Signature entre la France et la Chine d’une lettre d’intention sur la coopération en matière des droits d’environnement

Ajouté au 07/06/2010 par SHI Lei

Le Département de la coopération internationale du ministère de la Protection de l’environnement, l’Ambassade de la France en Chine et la Fondation française pour le droit continental (FFDC) ont signé le 3 juin à Beijing une lettre d’intention sur la coopération dans la législation environnementale.

Les trois parties se sont accordées pour créer les conditions nécessaires afin d’approfondir les études sur la rectification de la loi chinoise contre la pollution atmosphérique, sur la rédaction des lois environnementales, et sur la conception des taxes écologiques et l’élaboration des politiques de l’économie environnementale.

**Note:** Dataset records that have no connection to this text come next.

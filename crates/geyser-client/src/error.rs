//! Client errors

use geyser_core::{CoreError, SubscribeRequest};
use thiserror::Error;

use crate::transport::TransportError;

/// Errors returned by client operations and carried by error events
#[derive(Debug, Error, Clone)]
pub enum ClientError {
    /// No first message arrived within the connect timeout
    #[error("Connect timeout")]
    ConnectTimeout,

    /// The peer did not close the stream within the disconnect timeout
    #[error("Disconnect timeout")]
    DisconnectTimeout,

    /// A write was not accepted within the request timeout
    #[error("Request timeout")]
    RequestTimeout { request: Box<SubscribeRequest> },

    /// The transport rejected a write
    #[error("Request error: {source}")]
    RequestWriteFailed {
        request: Box<SubscribeRequest>,
        #[source]
        source: TransportError,
    },

    #[error("Subscription with id {0} already exists")]
    DuplicateSubscriptionId(String),

    #[error("Invalid method: {0}")]
    InvalidMethod(String),

    /// The stream ended before the first message arrived
    #[error("Stream ended unexpectedly")]
    StreamEndedUnexpectedly,

    /// The stream closed before the first message arrived
    #[error("Stream closed unexpectedly")]
    StreamClosedUnexpectedly,

    /// No inbound message arrived within the heartbeat timeout after a ping
    #[error("Heartbeat timeout")]
    HeartbeatTimeout,

    /// Automatic reconnection gave up; the client stays idle
    #[error("Reconnect attempts exhausted after {attempts} attempts")]
    ReconnectExhausted { attempts: u32 },

    #[error("Client is not connected")]
    NotConnected,

    /// The session a request belonged to ended before the request completed
    #[error("Request aborted")]
    Aborted,

    #[error("Transport error: {0}")]
    Transport(#[from] TransportError),

    #[error("Unsubscribe failed: {0}")]
    UnsubscribeFailed(Box<ClientError>),

    #[error("Resubscribe failed: {0}")]
    ResubscribeFailed(Box<ClientError>),

    /// Replying to a server ping failed
    #[error("Pong failed: {0}")]
    PeerPingReplyFailed(Box<ClientError>),

    #[error("Invalid configuration: {0}")]
    InvalidConfig(String),

    /// A background task panicked or was cancelled
    #[error("Internal error: {0}")]
    Internal(String),
}

impl ClientError {
    /// The request a write error belongs to
    pub fn request(&self) -> Option<&SubscribeRequest> {
        match self {
            ClientError::RequestTimeout { request }
            | ClientError::RequestWriteFailed { request, .. } => Some(request.as_ref()),
            ClientError::UnsubscribeFailed(inner)
            | ClientError::ResubscribeFailed(inner)
            | ClientError::PeerPingReplyFailed(inner) => inner.request(),
            _ => None,
        }
    }
}

impl From<CoreError> for ClientError {
    fn from(err: CoreError) -> Self {
        match err {
            CoreError::InvalidMethod(method) => ClientError::InvalidMethod(method),
        }
    }
}

/// Result type for client operations
pub type Result<T> = std::result::Result<T, ClientError>;

#[cfg(test)]
mod tests {
    use super::*;

    #[test]
    fn test_request_is_reachable_through_wrappers() {
        let err = ClientError::UnsubscribeFailed(Box::new(ClientError::RequestTimeout {
            request: Box::new(SubscribeRequest::ping(9)),
        }));
        assert_eq!(err.request().and_then(|r| r.ping).map(|p| p.id), Some(9));
        assert!(ClientError::NotConnected.request().is_none());
    }

    #[test]
    fn test_display_messages() {
        assert_eq!(
            ClientError::DuplicateSubscriptionId("a".into()).to_string(),
            "Subscription with id a already exists"
        );
        assert_eq!(
            ClientError::RequestWriteFailed {
                request: Box::default(),
                source: TransportError::ConnectionClosed,
            }
            .to_string(),
            "Request error: Connection closed"
        );
        assert_eq!(
            ClientError::from(CoreError::InvalidMethod("ping".into())).to_string(),
            "Invalid method: ping"
        );
    }
}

« Les expériences ou les leçons des pays développés pourront nous servir de références précieuses pour éviter des erreurs et mieux avancer dans le développement de l’économie chinoise », a indiqué Bie Tao, directeur adjoint du département des politiques et des lois du ministère de la Protection de l’environnement. Il s’agit de la première coopération avec la France dans le domaine, mais selon la présentation de Mme Stéphanie Balme, déléguée de la FFDC, « la France possède une expertise tout à fait particulière dans le domaine du droit de l’environnement, puisqu’elle a établi un code de l’environnement en 2000, et une chartre de l’environnement en 2004 pour l’intégrer dans la constitution. »

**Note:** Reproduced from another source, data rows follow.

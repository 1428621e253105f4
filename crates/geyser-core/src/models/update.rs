//! Inbound stream messages

use chrono::{DateTime, Utc};
use serde::{Deserialize, Serialize};

use super::Method;

/// Server ping (the peer asks for the current subscription set)
#[derive(Debug, Clone, Copy, Default, PartialEq, Eq, Serialize, Deserialize)]
pub struct PingUpdate {}

/// Reply to a client ping
#[derive(Debug, Clone, Copy, PartialEq, Eq, Serialize, Deserialize)]
pub struct PongUpdate {
    pub id: u32,
}

/// Payload of an inbound message
#[derive(Debug, Clone, PartialEq, Serialize, Deserialize)]
#[serde(rename_all = "camelCase")]
pub enum UpdateOneof {
    Account(serde_json::Value),
    Slot(serde_json::Value),
    Transaction(serde_json::Value),
    TransactionStatus(serde_json::Value),
    Block(serde_json::Value),
    BlockMeta(serde_json::Value),
    Entry(serde_json::Value),
    Ping(PingUpdate),
    Pong(PongUpdate),
}

/// A message pushed by the server
///
/// `filters` lists the ids of the subscriptions this update matched.
#[derive(Debug, Clone, PartialEq, Serialize, Deserialize)]
#[serde(rename_all = "camelCase")]
pub struct SubscribeUpdate {
    #[serde(default)]
    pub filters: Vec<String>,
    #[serde(default, skip_serializing_if = "Option::is_none")]
    pub created_at: Option<DateTime<Utc>>,
    #[serde(flatten)]
    pub update: UpdateOneof,
}

impl SubscribeUpdate {
    pub fn new(filters: Vec<String>, update: UpdateOneof) -> Self {
        Self {
            filters,
            created_at: None,
            update,
        }
    }

    pub fn ping() -> Self {
        Self::new(Vec::new(), UpdateOneof::Ping(PingUpdate {}))
    }

    pub fn pong(id: u32) -> Self {
        Self::new(Vec::new(), UpdateOneof::Pong(PongUpdate { id }))
    }

    /// Stream category of a data update; `None` for ping and pong
    pub fn method(&self) -> Option<Method> {
        match self.update {
            UpdateOneof::Account(_) => Some(Method::Accounts),
            UpdateOneof::Slot(_) => Some(Method::Slots),
            UpdateOneof::Transaction(_) => Some(Method::Transactions),
            UpdateOneof::TransactionStatus(_) => Some(Method::TransactionsStatus),
            UpdateOneof::Block(_) => Some(Method::Blocks),
            UpdateOneof::BlockMeta(_) => Some(Method::BlocksMeta),
            UpdateOneof::Entry(_) => Some(Method::Entry),
            UpdateOneof::Ping(_) | UpdateOneof::Pong(_) => None,
        }
    }

    pub fn is_ping(&self) -> bool {
        matches!(self.update, UpdateOneof::Ping(_))
    }

    pub fn pong_id(&self) -> Option<u32> {
        match self.update {
            UpdateOneof::Pong(PongUpdate { id }) => Some(id),
            _ => None,
        }
    }
}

« La coopération entre la France et la Chine sur le plan de l’environnement a bien commencé et on s’attend à ce qu’elle continue, au travers des dialogues, de sorte qu’elle puisse contribuer à moderniser les droits chinois », a poursuivi Mme Balme qui a défendu la codification des lois comme un conseil pour le chemin à suivre dans le développement du système des lois chinoises. « Rassembler les lois, compiler les lois en nettoyant celles qui ne sont plus compatibles pour arriver à un droit exhaustif, unique, clair, et accessible pour le public, c’est un travail au-delà de l’environnement, parce que la codification des lois d’environnement n’aura pas lieu s’il n’y a pas de codification des autres lois, et qu’il n’y a pas de code de l’environnement s’il n’y a pas d’autres codes. »

De son côté, Hervé Ladsous, ambassadeur de France en Chine, a révélé que la coopération entre la Chine « en tant que grand pays émergeant » et la France, un grand pays européen, dans la législation environnementale représente un sens commun entre les dirigeants des deux pays.

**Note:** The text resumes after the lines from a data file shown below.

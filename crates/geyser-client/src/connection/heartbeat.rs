//! Liveness heartbeat
//!
//! Every `interval` the session sends a ping; the first unanswered ping
//! arms a deadline of `timeout` that any inbound message clears. Pings keep
//! their fixed period while a deadline is pending. Silence ends the session
//! with [`ClientError::HeartbeatTimeout`].

use std::sync::Arc;

use tokio::task::JoinHandle;
use tokio::time::{Instant, MissedTickBehavior};
use tracing::{debug, warn};

use super::manager::ClientInner;
use super::session::Session;
use crate::error::ClientError;

pub(crate) fn spawn(inner: Arc<ClientInner>, session: Arc<Session>) -> JoinHandle<()> {
    let interval = inner.config.heartbeat.interval();
    let timeout = inner.config.heartbeat.timeout();

    debug!(
        session_id = session.id,
        interval_ms = inner.config.heartbeat.interval_ms,
        timeout_ms = inner.config.heartbeat.timeout_ms,
        "Heartbeat started"
    );

    tokio::spawn(async move {
        let mut ticker = tokio::time::interval_at(Instant::now() + interval, interval);
        ticker.set_missed_tick_behavior(MissedTickBehavior::Delay);
        let mut inbound = session.inbound_activity();

        let mut deadline: Option<Instant> = None;

        loop {
            tokio::select! {
                biased;

                _ = session.cancel.cancelled() => return,
                changed = inbound.changed(), if deadline.is_some() => {
                    if changed.is_err() {
                        return;
                    }
                    deadline = None;
                }
                _ = tokio::time::sleep_until(deadline.unwrap_or_else(Instant::now)),
                    if deadline.is_some() =>
                {
                    warn!(session_id = session.id, "No inbound message after ping");
                    inner.destroy_session(&session, ClientError::HeartbeatTimeout);
                    return;
                }
                _ = ticker.tick() => {
                    // Anything that arrives from here on satisfies this round
                    inbound.borrow_and_update();

                    if let Err(error) = inner.ping(&session).await {
                        if !matches!(error, ClientError::Aborted) {
                            inner.destroy_session(&session, error);
                        }
                        return;
                    }
                    deadline.get_or_insert_with(|| Instant::now() + timeout);
                }
            }
        }
    })
}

« La France a un plan d’investissement de 670 millions d’euros dans l’environnement en Chine, dans les projets comme l’électrification de voies ferrées, la construction d’une grande ferme de génération éolienne à Yunnan, la plantation de forêts, etc. », a révélé l’ambassadeur pour réitérer l’importance que la France attache à la protection de l’environnement en Chine.

Quant à la conférence du climat à Cancún vers la fin de cette année, M. Hervé Ladsous a déclaré que les deux gouvernements travaillent ensemble régulièrement pour assurer le succès de la conférence, parfois sur des sujets très précis.